‘GROTESQUE’, a ‘humiliation’, a ‘dishonour’, and farcical. Those were just some of the adjectives used by the leader of Spain’s main opposition Partido Popular (PP), Alberto Nuñez Feijoo, after the events in Spanish parliament on Wednesday, which saw the Socialist-led government scrabbling around for support to pass four decrees.
The marathon 12-hour session – which took place in the Senate rather than Congress, which is being refurbished – could be a taste of things to come in Spain’s fragmented parliament.
After the inconclusive July 23 general election, Socialist Party leader Pedro Sanchez managed to secure the support of his now-coalition partner, leftist alliance Sumar, as well as a series of other parties – including nationalist parties such as Catalan separatist groups Junts per Catalunya and the ERC (Catalan Republican Left) – to be voted back into office.
The problem now is that to get things done, Sanchez must rally the support of all of these parties, given that the Socialists and Sumar lack a working majority in Congress.
Both the PP and far-right Vox were hoping that Sanchez would fail at this first hurdle in parliament on Wednesday, and not be able to find this support less than two months after having been voted back into power with the backing of eight different groups.
Up for debate on Wednesday were decrees that included an extension to the measures the government put in place to assist Spaniards with the cost-of-living crisis, an increase in pensions, free public transport and a rise in employment benefits.
Junts’ speeches during the session suggested that the party was going to vote against the decrees, but the separatist group managed to secure a series of commitments from the central government, including transferring powers covering immigration from Madrid to the regional government.
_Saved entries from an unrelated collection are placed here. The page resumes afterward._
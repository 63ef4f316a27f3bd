//! Database operations for the binding workflow.
//!
//! # Tables
//!
//! - `wechat_user_bindings` - One row per WeChat identity (owned by this service)
//! - `users`, `account_books`, `families`, `family_members` - Owned by the main
//!   application and only read here (see [`crate::services::accounts`])
//!
//! # Migrations
//!
//! Migrations are stored in `crates/wechat/migrations/` and run via:
//! ```bash
//! cargo run -p zhiweijz-cli -- migrate
//! ```

pub mod bindings;
pub mod memory;

use std::time::Duration;

use async_trait::async_trait;
use secrecy::ExposeSecret;
use sqlx::PgPool;
use sqlx::postgres::PgPoolOptions;
use thiserror::Error;

use zhiweijz_core::ExternalId;

use crate::models::{Binding, BindingWrite};

pub use bindings::PgBindingStore;
pub use memory::MemoryBindingStore;

/// Errors that can occur during repository operations.
#[derive(Debug, Error)]
pub enum RepositoryError {
    /// Database error from sqlx.
    #[error("database error: {0}")]
    Database(#[from] sqlx::Error),

    /// Data in the database is corrupted or invalid.
    #[error("data corruption: {0}")]
    DataCorruption(String),

    /// Requested entity was not found.
    #[error("not found")]
    NotFound,

    /// The row changed since it was read.
    #[error("stale write: {0}")]
    Conflict(String),
}

/// Persistent storage for bindings.
///
/// Writes are conditional on the version that was read: a `save` with
/// `expected_version = None` only succeeds if no row exists yet, and a save
/// with `Some(v)` only succeeds if the row is still at version `v`. A lost
/// race yields [`RepositoryError::Conflict`].
#[async_trait]
pub trait BindingStore: Send + Sync {
    /// Look up the binding row for an identity, active or not.
    async fn find(&self, external_id: &ExternalId) -> Result<Option<Binding>, RepositoryError>;

    /// Create or re-bind, marking the row active.
    async fn save(
        &self,
        write: BindingWrite,
        expected_version: Option<i32>,
    ) -> Result<Binding, RepositoryError>;

    /// Soft-delete: clear `is_active` and keep the row.
    async fn deactivate(
        &self,
        external_id: &ExternalId,
        expected_version: i32,
    ) -> Result<Binding, RepositoryError>;

    /// Number of active bindings.
    async fn count_active(&self) -> Result<i64, RepositoryError>;

    /// Connectivity check for the readiness endpoint.
    async fn ping(&self) -> Result<(), RepositoryError>;
}

/// Create a `PostgreSQL` connection pool with sensible defaults.
///
/// # Errors
///
/// Returns `sqlx::Error` if the connection cannot be established.
pub async fn create_pool(database_url: &secrecy::SecretString) -> Result<PgPool, sqlx::Error> {
    PgPoolOptions::new()
        .max_connections(10)
        .min_connections(2)
        .acquire_timeout(Duration::from_secs(10))
        .connect(database_url.expose_secret())
        .await
}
Having achieved these concessions and after 12 hours of debate, Junts deputies opted not to vote, which worked as an abstention, and saw three of the decrees pass by 172 votes to 171, a margin of just one vote in the 350-seat chamber.
The second decree, however, covering unemployment benefits, was blocked by Podemos and failed to pass.
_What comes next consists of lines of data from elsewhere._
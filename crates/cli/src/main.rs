//! Zhiweijz CLI - Database migrations and official-account management.
//!
//! # Usage
//!
//! ```bash
//! # Run database migrations
//! zwjz-cli migrate
//!
//! # Publish the official-account menu
//! zwjz-cli wechat menu --website https://www.zhiweijz.cn
//! ```

#![cfg_attr(not(test), forbid(unsafe_code))]

use clap::{Parser, Subcommand};

mod commands;

#[derive(Parser)]
#[command(name = "zwjz-cli")]
#[command(author, version, about = "Zhiweijz WeChat CLI tools")]
struct Cli {
    #[command(subcommand)]
    command: Commands,
}

#[derive(Subcommand)]
enum Commands {
    /// Run database migrations
    Migrate,
    /// Manage the official account
    Wechat {
        #[command(subcommand)]
        action: WechatAction,
    },
}

#[derive(Subcommand)]
enum WechatAction {
    /// Publish the default custom menu
    Menu {
        /// Public website linked from the menu
        #[arg(short, long, default_value = "https://www.zhiweijz.cn")]
        website: String,

        /// Print the menu JSON instead of publishing it
        #[arg(long)]
        dry_run: bool,
    },
}

#[tokio::main]
async fn main() {
    // Initialize tracing
    tracing_subscriber::fmt::init();

    let cli = Cli::parse();

    let result: Result<(), Box<dyn std::error::Error>> = run(cli).await;

    if let Err(e) = result {
        tracing::error!("Command failed: {e}");
        std::process::exit(1);
    }
}

async fn run(cli: Cli) -> Result<(), Box<dyn std::error::Error>> {
    match cli.command {
        Commands::Migrate => commands::migrate::run().await?,
        Commands::Wechat { action } => match action {
            WechatAction::Menu { website, dry_run } => {
                commands::menu::publish(&website, dry_run).await?;
            }
        },
    }
    Ok(())
}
The leftist party, which was a coalition partner in the previous Socialist Party-led administration, was on the side of some unusual bedfellows, the PP, Vox and the small Navarre party UPN, in voting down the measure.
The decree would have seen monthly unemployment benefits rise from €480 to €570 for the first six months, and then €540 for the next six months.
Podemos said that it opposed the measures due to a technicality over social security contributions, but critics accused the party of blocking the decree due to its conflict with the leader of Sumar and the sponsor of the unemployment decree, Yolanda Diaz.
Sumar is a new leftist coalition headed by Diaz, who is one of Spain’s deputy prime ministers and the labour minister. Podemos ran under the Sumar ticket for the July 23 election, but in December it broke away from the party after none of its members were picked for Sanchez’s new Cabinet.
Since then, relations between Diaz and Podemos leader Ione Belarra have been at an all-time low, according to observers.
“It’s incredibly irresponsible,” Diaz told radio network Onda Cero about Podemos’s actions. “They have voted with the right and the far right.”
Meanwhile, PP leader Feijoo slammed the day of negotiations in the Senate and the splits between the parties that backed Sanchez for prime minister.
“If I had known that politics was like this, I wouldn’t have dedicated my life to it,” he told reporters on Wednesday. “My country doesn’t deserve this misrule, this dishonour, the government has made a fool of itself bartering with the rights of all Spaniards.”
Going forward, the government will need the votes of the five deputies from Podemos, something it no longer has guaranteed, and Junts also made good on its promises on Wednesday that it will not easily lend its support to Sanchez, and will look at each decree or bill on a case-by-case basis.
Members of the government told Spanish daily El Pais that the events of Wednesday could be a turning point, given that such a dramatic and long-drawn-out parliamentary session cannot happen every time legislation is passed.
But for now, barring any major changes, that could be exactly what Spaniards will see on the nightly news every time a new decree or bill is debated in Congress.